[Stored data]
+ + +

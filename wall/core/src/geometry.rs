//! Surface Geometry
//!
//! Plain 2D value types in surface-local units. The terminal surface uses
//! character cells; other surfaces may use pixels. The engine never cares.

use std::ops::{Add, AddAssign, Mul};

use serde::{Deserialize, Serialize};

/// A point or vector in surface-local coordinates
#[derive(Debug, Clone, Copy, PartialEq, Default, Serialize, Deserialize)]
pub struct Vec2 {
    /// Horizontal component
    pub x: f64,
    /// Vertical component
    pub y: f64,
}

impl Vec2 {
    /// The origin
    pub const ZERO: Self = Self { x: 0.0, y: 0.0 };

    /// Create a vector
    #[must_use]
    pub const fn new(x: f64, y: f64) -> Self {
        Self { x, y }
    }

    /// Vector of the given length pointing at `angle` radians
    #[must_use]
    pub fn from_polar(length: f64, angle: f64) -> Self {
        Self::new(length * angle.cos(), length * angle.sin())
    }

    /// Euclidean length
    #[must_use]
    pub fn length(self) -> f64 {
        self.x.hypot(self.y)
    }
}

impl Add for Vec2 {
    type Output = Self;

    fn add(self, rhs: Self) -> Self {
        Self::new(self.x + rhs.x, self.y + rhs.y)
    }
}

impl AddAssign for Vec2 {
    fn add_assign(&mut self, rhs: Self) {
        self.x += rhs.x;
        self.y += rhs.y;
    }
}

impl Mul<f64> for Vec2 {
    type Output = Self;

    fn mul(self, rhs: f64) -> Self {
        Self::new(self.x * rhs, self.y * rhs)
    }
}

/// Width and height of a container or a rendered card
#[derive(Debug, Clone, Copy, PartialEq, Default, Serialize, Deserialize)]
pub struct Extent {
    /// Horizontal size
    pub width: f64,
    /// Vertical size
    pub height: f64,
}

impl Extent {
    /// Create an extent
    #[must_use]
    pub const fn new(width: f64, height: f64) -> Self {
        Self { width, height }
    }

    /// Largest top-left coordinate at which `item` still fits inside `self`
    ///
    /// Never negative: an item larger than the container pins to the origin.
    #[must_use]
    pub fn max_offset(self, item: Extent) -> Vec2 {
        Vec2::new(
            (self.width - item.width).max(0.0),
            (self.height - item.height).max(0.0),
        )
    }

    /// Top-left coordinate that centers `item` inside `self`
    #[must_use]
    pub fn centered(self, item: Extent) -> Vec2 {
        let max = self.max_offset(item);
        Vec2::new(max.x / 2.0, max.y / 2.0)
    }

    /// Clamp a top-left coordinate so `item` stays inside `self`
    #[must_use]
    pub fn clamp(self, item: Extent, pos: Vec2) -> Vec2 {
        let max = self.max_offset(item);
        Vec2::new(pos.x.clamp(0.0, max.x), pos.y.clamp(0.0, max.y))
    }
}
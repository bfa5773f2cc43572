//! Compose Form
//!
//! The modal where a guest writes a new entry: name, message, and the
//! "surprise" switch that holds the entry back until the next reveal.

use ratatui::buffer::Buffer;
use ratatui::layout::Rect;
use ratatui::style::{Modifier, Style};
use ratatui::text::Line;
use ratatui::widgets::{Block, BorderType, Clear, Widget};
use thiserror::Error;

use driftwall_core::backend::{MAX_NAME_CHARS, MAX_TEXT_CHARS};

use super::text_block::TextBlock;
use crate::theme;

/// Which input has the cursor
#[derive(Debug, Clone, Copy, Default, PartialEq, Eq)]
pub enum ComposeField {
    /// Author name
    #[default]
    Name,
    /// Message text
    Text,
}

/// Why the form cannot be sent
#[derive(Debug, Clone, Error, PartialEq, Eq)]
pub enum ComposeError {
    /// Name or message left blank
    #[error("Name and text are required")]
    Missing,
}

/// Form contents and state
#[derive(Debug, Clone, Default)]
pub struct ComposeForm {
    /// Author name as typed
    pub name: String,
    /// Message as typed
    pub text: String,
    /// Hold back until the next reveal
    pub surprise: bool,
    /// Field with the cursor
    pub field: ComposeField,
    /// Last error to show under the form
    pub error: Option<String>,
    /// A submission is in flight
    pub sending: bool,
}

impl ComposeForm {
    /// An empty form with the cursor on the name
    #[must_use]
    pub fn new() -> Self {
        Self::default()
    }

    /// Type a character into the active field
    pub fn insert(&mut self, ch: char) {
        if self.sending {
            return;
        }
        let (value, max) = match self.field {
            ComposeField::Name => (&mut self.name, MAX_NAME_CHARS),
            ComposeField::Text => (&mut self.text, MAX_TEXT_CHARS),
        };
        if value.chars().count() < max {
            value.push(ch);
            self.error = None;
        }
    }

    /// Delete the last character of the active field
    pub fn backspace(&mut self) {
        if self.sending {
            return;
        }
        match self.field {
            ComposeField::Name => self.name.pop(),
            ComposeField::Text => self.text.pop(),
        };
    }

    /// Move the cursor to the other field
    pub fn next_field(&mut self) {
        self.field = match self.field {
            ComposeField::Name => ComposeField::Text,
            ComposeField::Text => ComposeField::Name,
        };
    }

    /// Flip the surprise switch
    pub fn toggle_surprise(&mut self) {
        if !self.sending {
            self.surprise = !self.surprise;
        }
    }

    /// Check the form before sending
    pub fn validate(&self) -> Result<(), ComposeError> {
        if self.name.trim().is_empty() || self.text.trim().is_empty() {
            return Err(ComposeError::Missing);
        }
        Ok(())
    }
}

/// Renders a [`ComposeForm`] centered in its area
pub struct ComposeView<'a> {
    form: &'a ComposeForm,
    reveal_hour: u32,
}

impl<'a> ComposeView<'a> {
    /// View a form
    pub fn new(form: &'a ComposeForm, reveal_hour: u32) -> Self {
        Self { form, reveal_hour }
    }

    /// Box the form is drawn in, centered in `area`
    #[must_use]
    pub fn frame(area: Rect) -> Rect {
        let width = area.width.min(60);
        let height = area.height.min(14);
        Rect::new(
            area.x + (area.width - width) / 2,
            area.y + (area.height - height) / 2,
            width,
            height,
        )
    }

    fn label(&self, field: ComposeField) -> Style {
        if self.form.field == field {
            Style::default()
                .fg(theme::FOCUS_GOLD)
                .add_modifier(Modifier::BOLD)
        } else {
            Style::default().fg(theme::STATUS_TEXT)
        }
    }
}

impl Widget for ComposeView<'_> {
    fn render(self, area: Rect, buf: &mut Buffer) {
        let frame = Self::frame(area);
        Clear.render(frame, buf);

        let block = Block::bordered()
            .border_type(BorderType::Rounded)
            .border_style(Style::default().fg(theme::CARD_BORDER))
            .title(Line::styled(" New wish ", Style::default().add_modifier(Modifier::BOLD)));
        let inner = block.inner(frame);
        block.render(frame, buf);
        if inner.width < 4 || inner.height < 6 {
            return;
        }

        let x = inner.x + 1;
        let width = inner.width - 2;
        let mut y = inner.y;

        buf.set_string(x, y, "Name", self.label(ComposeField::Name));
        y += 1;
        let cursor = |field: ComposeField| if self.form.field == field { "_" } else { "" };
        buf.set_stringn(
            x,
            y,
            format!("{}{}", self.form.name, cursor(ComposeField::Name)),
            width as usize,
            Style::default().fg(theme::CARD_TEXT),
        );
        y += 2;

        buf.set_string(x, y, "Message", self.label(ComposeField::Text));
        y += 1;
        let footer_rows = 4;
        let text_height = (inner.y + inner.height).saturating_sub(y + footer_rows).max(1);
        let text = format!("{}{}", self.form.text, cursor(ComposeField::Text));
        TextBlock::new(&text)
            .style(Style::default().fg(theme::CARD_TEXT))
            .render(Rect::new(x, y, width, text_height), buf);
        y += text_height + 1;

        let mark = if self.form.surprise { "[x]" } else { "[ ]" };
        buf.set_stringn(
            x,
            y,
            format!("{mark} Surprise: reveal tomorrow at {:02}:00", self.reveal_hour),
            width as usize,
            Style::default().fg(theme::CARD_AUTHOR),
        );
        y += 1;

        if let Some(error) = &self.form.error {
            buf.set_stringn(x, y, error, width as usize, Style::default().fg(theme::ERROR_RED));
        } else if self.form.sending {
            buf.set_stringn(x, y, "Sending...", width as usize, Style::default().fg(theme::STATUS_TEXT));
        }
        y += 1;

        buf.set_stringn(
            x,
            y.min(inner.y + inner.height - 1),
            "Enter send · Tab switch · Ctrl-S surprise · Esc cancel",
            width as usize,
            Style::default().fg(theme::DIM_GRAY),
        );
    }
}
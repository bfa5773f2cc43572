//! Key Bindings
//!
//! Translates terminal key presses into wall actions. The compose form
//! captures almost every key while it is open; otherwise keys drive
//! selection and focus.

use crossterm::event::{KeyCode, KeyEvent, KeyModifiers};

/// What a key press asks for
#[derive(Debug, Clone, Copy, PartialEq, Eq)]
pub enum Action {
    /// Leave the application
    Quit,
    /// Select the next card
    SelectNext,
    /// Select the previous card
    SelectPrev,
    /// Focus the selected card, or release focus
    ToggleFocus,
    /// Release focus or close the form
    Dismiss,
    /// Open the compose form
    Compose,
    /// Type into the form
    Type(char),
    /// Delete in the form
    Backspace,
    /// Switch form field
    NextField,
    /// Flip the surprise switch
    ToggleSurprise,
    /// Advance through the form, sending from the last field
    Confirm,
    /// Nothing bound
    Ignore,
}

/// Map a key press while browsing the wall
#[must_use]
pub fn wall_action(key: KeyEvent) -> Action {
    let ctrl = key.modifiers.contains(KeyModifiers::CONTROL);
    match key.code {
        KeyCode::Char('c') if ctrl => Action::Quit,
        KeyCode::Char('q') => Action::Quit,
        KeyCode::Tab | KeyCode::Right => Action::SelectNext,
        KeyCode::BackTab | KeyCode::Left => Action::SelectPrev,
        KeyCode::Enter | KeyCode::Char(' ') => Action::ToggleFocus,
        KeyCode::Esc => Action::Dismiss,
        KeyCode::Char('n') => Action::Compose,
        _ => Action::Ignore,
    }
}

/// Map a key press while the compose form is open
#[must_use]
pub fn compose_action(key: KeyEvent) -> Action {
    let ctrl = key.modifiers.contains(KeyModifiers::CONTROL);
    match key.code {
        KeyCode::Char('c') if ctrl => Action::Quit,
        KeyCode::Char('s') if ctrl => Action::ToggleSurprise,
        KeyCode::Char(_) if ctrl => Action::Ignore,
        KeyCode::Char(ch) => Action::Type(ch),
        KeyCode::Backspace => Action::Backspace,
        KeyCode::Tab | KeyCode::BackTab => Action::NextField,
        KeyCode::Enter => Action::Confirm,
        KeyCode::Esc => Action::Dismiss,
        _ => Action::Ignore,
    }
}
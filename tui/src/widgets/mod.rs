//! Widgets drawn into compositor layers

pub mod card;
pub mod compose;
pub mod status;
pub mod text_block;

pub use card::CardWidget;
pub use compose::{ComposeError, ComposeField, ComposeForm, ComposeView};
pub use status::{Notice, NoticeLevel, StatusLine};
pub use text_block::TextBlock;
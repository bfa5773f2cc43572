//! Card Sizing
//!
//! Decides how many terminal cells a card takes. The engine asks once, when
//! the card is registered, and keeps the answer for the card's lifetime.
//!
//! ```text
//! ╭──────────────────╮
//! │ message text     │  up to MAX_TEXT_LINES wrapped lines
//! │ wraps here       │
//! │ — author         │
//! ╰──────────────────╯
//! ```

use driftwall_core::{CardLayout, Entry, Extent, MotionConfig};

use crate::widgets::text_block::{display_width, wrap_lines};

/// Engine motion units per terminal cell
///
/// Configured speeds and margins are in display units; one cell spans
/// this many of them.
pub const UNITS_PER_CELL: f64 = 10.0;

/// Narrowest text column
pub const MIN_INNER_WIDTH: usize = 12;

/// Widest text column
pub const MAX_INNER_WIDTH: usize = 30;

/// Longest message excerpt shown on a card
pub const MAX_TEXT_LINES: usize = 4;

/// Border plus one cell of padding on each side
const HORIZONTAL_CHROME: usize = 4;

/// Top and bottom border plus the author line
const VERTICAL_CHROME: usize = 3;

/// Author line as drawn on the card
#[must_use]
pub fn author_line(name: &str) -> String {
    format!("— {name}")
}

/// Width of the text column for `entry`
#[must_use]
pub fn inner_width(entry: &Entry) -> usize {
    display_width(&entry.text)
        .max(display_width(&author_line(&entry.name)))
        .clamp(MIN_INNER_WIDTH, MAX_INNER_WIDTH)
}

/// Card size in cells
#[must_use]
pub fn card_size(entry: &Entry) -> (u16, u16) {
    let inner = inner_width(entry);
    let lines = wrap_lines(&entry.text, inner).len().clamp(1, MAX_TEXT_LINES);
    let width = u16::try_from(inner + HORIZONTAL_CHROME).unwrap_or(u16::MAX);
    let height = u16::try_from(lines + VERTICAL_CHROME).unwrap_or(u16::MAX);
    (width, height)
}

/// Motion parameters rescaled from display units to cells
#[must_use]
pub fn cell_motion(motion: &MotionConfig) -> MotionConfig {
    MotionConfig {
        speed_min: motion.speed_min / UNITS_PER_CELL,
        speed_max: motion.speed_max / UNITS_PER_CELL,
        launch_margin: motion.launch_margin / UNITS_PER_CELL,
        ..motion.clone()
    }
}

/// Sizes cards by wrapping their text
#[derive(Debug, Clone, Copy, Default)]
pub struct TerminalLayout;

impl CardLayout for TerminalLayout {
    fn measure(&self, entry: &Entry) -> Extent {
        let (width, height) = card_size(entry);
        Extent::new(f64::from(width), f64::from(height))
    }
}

+ + +

PROBLEM REQUIREMENTS |
Return all lines of the data in which the string "angle" appears.

EXPECTED ANSWER |
    /// Vector of the given length pointing at `angle` radians
    pub fn from_polar(length: f64, angle: f64) -> Self {
        Self::new(length * angle.cos(), length * angle.sin())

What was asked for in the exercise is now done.